Work through the entries that follow and state how many lines contain the word "covariance". Only the number is wanted.

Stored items
☆ ☆ ☆ ☆ ☆

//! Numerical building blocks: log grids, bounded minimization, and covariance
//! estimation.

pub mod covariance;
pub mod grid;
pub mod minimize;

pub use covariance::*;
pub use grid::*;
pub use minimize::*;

☆ ☆ ☆ ☆ ☆

● **COMPLETED TASK**: 3